## Task statement
Which lines of the records hold the string "mods"? Report only how many of them there are.
====
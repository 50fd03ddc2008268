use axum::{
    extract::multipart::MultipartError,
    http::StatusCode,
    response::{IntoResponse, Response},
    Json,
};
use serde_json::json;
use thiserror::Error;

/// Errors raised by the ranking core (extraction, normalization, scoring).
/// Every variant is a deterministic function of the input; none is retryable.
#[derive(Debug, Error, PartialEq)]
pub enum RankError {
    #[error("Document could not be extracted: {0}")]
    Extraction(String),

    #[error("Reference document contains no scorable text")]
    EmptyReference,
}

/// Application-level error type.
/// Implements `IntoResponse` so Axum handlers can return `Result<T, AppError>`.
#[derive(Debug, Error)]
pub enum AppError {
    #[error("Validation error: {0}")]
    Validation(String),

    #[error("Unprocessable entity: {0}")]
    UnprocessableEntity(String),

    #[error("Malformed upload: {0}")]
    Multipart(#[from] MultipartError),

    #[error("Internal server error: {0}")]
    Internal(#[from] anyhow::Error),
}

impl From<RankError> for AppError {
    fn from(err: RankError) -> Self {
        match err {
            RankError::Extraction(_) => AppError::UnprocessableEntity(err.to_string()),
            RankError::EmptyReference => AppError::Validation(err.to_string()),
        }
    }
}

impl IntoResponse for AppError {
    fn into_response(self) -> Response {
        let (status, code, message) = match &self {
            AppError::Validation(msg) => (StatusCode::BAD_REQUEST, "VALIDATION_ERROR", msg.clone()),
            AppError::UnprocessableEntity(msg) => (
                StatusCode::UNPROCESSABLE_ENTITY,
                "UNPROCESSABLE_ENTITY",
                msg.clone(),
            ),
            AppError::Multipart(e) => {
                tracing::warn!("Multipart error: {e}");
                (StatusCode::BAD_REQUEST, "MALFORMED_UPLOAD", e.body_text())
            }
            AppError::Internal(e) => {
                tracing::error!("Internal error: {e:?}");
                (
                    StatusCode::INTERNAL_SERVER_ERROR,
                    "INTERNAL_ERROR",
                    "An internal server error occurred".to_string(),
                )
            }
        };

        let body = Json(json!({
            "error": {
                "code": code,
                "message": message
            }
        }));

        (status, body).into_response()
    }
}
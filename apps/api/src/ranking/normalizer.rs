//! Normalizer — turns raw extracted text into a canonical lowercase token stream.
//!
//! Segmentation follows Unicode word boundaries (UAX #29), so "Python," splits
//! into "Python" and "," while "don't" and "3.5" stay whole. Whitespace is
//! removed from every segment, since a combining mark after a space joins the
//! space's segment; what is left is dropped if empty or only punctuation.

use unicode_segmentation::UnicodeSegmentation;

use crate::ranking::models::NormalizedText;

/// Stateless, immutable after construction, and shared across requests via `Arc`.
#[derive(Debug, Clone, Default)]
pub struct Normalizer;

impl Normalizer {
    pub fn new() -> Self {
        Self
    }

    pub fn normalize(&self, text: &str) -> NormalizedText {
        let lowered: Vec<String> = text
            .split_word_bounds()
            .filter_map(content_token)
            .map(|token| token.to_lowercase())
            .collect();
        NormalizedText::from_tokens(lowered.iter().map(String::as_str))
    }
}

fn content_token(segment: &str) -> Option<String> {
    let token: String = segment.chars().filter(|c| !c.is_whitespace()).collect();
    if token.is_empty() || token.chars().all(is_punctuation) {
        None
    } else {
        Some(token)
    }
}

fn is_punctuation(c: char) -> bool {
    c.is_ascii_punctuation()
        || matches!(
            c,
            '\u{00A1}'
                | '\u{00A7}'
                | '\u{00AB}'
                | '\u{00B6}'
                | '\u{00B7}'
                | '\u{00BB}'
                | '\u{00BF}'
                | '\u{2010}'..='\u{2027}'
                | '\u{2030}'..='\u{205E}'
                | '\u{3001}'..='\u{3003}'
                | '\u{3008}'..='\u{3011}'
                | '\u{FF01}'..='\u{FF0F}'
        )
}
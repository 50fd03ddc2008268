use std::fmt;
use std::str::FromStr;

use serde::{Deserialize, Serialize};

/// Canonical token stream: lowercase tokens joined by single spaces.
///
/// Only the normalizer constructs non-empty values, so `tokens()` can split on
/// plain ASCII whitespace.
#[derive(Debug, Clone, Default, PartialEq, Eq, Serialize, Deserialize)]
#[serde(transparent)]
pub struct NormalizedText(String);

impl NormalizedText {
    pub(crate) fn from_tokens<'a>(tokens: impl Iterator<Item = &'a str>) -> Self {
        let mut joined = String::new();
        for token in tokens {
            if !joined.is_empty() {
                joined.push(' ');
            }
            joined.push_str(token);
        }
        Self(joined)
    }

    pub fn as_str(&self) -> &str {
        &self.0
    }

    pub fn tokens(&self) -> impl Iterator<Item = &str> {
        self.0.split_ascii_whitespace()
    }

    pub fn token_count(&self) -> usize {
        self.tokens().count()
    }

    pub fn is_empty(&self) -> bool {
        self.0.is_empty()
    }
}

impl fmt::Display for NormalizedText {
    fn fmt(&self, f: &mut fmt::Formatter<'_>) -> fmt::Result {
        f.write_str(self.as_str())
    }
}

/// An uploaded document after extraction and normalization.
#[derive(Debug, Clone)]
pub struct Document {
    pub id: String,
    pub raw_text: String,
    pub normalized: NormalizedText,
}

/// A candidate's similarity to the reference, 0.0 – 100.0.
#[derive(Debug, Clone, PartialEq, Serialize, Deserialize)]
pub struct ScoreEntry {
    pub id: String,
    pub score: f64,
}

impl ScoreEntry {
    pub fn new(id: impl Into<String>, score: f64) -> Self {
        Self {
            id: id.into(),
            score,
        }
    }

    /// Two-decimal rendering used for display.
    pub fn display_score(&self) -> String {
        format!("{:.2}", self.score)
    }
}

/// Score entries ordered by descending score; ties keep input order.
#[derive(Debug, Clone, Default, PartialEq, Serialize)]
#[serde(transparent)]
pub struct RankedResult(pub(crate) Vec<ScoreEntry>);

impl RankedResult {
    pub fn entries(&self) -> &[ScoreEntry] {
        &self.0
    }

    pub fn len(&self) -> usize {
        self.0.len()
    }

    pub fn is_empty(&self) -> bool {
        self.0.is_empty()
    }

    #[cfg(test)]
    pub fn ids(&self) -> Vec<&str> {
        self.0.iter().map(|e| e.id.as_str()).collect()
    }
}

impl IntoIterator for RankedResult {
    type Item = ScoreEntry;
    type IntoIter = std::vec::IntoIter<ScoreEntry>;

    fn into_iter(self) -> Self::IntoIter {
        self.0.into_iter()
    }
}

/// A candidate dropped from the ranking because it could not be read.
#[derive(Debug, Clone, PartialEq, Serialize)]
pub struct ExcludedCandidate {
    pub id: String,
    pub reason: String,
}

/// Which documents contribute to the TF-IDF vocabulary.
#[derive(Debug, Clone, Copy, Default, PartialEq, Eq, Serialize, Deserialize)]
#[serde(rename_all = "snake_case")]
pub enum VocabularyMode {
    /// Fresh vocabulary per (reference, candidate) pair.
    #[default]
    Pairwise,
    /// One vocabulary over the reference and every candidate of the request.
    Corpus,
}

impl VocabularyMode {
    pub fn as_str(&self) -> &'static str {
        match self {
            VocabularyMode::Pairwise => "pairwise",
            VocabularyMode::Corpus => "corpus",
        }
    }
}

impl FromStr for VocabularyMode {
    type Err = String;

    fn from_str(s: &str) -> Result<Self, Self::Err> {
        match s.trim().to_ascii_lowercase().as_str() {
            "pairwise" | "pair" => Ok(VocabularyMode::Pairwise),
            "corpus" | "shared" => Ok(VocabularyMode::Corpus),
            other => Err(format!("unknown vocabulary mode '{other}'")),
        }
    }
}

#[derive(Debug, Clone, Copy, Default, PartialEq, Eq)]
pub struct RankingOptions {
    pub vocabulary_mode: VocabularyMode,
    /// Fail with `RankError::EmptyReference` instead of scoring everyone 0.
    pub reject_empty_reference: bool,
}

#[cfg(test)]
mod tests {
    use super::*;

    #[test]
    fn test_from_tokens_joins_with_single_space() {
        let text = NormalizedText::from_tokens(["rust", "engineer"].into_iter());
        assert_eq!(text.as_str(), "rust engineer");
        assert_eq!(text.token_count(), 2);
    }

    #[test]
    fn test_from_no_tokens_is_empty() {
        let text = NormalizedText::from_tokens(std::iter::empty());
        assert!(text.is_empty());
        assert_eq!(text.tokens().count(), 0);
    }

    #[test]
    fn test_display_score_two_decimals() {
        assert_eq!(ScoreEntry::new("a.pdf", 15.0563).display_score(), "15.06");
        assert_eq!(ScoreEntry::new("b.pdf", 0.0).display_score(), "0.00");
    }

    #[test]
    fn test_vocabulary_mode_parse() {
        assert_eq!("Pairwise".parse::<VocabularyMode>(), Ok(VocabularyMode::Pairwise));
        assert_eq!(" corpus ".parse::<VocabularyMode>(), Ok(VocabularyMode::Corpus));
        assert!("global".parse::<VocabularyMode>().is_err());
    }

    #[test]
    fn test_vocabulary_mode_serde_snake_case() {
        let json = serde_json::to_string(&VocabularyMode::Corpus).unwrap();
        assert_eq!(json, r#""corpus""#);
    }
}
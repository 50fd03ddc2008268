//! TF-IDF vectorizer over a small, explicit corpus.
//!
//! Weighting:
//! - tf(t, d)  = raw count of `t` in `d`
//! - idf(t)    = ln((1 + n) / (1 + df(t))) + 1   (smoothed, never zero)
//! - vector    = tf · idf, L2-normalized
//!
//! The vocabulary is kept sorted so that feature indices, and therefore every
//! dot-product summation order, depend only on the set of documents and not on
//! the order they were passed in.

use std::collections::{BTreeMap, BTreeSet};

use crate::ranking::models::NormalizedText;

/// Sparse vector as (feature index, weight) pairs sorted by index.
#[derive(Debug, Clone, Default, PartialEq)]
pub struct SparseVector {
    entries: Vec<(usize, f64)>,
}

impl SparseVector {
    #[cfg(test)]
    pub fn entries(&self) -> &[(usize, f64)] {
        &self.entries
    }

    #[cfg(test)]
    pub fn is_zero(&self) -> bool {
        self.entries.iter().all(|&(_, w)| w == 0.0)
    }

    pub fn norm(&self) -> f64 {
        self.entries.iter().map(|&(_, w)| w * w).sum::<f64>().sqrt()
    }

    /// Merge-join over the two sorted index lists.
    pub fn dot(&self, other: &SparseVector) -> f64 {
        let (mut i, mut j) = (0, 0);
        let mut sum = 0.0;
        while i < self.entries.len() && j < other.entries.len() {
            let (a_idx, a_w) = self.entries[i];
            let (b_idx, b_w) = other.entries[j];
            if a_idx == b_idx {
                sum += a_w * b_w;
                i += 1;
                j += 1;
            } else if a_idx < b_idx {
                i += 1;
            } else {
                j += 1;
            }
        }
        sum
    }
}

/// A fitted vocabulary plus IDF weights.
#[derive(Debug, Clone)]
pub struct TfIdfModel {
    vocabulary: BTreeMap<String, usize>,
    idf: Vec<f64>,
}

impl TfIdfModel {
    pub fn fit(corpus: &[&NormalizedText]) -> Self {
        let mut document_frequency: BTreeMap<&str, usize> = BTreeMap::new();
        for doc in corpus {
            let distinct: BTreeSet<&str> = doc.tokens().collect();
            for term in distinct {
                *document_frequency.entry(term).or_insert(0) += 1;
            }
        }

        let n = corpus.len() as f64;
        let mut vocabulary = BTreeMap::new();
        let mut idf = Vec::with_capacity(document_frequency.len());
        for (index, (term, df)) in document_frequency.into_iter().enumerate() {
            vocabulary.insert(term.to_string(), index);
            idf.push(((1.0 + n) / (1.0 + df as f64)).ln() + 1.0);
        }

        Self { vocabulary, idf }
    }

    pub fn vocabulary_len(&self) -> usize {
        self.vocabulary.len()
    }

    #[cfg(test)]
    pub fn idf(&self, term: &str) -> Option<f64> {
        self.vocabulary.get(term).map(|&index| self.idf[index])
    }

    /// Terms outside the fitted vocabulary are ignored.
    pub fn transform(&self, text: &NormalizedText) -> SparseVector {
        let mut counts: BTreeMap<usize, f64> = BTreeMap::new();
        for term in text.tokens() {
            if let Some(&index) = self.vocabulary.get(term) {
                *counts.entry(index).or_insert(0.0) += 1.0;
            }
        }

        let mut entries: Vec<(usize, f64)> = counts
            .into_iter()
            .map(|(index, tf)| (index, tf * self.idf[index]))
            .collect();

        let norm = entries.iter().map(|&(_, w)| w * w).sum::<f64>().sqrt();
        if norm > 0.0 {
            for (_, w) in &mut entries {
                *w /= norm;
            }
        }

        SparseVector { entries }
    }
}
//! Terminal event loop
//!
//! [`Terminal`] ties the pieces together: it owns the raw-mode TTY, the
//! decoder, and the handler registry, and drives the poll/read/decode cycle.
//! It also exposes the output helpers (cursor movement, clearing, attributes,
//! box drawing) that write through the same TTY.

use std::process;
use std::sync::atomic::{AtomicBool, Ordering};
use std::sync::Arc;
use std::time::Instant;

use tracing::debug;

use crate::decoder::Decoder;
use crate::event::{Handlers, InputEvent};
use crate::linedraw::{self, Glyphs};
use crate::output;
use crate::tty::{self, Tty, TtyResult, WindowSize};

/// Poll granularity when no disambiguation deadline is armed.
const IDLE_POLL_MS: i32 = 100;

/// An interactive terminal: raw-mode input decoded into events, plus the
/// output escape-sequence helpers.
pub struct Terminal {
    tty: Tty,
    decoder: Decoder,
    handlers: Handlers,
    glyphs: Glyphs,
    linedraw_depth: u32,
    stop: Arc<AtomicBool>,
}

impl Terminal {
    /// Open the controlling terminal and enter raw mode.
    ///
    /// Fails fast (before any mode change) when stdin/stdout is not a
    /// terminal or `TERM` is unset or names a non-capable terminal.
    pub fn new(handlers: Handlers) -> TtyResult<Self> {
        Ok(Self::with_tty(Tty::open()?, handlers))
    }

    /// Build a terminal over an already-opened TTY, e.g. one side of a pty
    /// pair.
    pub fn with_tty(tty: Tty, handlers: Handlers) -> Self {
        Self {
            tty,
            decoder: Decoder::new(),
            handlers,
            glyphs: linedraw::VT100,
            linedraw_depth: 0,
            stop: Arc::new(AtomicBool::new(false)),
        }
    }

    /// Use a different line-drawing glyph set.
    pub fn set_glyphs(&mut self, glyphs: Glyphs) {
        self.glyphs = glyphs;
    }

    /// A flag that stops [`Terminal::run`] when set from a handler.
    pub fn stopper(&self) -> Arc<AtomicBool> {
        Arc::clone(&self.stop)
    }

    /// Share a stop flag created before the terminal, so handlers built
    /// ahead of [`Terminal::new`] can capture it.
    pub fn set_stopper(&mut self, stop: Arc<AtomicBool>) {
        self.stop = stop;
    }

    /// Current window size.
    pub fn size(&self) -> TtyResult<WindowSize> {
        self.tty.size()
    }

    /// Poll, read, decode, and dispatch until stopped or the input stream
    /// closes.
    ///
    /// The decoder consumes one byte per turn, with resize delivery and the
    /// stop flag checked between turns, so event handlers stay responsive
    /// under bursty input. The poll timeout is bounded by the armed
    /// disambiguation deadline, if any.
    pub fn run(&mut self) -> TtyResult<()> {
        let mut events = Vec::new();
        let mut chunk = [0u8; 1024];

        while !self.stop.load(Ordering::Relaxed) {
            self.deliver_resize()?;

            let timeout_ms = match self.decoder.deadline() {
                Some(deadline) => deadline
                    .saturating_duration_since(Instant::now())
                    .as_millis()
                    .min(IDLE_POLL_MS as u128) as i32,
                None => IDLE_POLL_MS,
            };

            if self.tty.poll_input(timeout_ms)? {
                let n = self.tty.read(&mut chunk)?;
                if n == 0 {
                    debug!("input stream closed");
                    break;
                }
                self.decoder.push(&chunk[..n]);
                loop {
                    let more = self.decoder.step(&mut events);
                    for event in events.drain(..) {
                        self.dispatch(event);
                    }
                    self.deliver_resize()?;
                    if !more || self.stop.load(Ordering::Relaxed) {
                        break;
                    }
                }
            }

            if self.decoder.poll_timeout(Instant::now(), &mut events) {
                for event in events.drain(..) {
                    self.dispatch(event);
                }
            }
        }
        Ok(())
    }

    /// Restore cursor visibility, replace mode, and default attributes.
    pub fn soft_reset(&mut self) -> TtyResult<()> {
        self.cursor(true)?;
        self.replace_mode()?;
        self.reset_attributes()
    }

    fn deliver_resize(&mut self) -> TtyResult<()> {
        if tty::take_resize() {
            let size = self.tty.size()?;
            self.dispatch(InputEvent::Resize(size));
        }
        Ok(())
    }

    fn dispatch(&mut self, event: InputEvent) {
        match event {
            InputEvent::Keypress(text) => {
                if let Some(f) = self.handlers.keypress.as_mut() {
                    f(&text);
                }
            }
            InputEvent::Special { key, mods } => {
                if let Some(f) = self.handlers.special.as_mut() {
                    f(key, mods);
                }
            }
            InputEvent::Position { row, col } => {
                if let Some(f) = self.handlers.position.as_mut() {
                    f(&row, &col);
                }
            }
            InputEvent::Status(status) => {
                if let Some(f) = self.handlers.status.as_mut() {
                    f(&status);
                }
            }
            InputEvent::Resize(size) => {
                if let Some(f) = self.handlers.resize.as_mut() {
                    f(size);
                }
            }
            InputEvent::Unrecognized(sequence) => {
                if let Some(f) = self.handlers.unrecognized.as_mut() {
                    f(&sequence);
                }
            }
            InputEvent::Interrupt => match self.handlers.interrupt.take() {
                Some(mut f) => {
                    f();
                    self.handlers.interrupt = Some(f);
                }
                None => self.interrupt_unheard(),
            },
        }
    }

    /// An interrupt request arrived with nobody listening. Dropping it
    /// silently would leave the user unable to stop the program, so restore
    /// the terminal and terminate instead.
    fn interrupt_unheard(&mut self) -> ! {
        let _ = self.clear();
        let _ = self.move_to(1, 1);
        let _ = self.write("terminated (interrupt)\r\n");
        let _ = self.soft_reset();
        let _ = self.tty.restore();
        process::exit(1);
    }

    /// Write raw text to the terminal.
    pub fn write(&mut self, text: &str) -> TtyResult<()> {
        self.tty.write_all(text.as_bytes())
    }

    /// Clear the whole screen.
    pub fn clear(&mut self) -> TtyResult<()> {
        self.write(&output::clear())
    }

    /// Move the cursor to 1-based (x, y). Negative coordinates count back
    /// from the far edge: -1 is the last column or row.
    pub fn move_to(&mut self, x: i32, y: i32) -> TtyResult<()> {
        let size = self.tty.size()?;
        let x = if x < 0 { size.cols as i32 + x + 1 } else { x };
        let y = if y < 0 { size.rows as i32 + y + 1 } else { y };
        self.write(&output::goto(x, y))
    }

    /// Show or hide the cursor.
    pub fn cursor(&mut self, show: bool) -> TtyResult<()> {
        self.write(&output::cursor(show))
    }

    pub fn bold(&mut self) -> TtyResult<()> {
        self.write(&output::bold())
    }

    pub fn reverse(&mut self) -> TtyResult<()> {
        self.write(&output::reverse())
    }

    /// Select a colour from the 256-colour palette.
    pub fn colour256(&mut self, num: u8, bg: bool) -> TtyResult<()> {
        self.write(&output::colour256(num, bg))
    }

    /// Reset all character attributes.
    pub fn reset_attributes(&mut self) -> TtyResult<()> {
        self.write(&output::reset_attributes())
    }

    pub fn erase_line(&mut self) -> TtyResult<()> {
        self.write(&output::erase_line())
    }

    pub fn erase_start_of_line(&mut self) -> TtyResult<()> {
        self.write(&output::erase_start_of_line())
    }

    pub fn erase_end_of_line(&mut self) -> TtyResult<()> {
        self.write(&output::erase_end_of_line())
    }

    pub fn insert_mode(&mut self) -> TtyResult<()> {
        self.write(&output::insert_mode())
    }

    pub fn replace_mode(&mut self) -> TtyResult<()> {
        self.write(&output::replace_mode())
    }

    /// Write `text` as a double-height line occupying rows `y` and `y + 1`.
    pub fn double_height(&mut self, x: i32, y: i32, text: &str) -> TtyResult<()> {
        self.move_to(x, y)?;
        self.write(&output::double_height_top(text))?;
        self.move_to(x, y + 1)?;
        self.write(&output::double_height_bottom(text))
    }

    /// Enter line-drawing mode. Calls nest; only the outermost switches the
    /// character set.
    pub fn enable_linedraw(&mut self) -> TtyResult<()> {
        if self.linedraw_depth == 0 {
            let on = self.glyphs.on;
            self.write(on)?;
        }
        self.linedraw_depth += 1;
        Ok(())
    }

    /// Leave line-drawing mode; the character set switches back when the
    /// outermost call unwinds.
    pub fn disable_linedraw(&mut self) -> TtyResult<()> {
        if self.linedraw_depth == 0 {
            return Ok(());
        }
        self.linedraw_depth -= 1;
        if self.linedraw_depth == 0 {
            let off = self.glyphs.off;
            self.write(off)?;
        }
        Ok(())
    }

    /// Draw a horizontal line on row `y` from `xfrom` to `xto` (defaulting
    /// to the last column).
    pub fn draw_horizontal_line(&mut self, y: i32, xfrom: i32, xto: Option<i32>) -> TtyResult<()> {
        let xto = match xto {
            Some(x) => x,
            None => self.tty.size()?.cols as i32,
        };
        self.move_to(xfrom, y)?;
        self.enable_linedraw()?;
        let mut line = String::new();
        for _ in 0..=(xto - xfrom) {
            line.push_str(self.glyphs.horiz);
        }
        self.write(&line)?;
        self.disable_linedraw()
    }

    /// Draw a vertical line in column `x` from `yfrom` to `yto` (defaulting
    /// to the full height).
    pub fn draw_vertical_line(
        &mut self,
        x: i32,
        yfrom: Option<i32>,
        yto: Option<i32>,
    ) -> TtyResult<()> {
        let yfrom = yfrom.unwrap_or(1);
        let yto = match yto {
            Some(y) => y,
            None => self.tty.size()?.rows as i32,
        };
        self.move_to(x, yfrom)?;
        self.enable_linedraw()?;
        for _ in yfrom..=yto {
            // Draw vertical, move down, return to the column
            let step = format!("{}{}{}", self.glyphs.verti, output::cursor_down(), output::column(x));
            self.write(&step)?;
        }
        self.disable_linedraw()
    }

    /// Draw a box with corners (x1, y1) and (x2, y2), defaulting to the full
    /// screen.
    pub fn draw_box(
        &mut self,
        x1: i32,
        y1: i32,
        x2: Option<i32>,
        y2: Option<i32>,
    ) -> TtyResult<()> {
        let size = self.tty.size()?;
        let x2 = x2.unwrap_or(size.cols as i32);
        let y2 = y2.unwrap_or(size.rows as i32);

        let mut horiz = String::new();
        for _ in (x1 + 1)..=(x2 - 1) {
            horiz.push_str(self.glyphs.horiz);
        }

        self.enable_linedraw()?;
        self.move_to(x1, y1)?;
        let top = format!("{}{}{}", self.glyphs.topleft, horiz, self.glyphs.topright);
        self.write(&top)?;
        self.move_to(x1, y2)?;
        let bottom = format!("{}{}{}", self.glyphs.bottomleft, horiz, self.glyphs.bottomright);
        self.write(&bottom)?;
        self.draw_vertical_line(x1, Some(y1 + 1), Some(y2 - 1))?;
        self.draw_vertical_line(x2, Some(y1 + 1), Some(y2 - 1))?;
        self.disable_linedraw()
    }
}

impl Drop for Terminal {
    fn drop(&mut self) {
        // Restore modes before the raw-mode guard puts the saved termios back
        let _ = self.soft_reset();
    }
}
====
## Response
2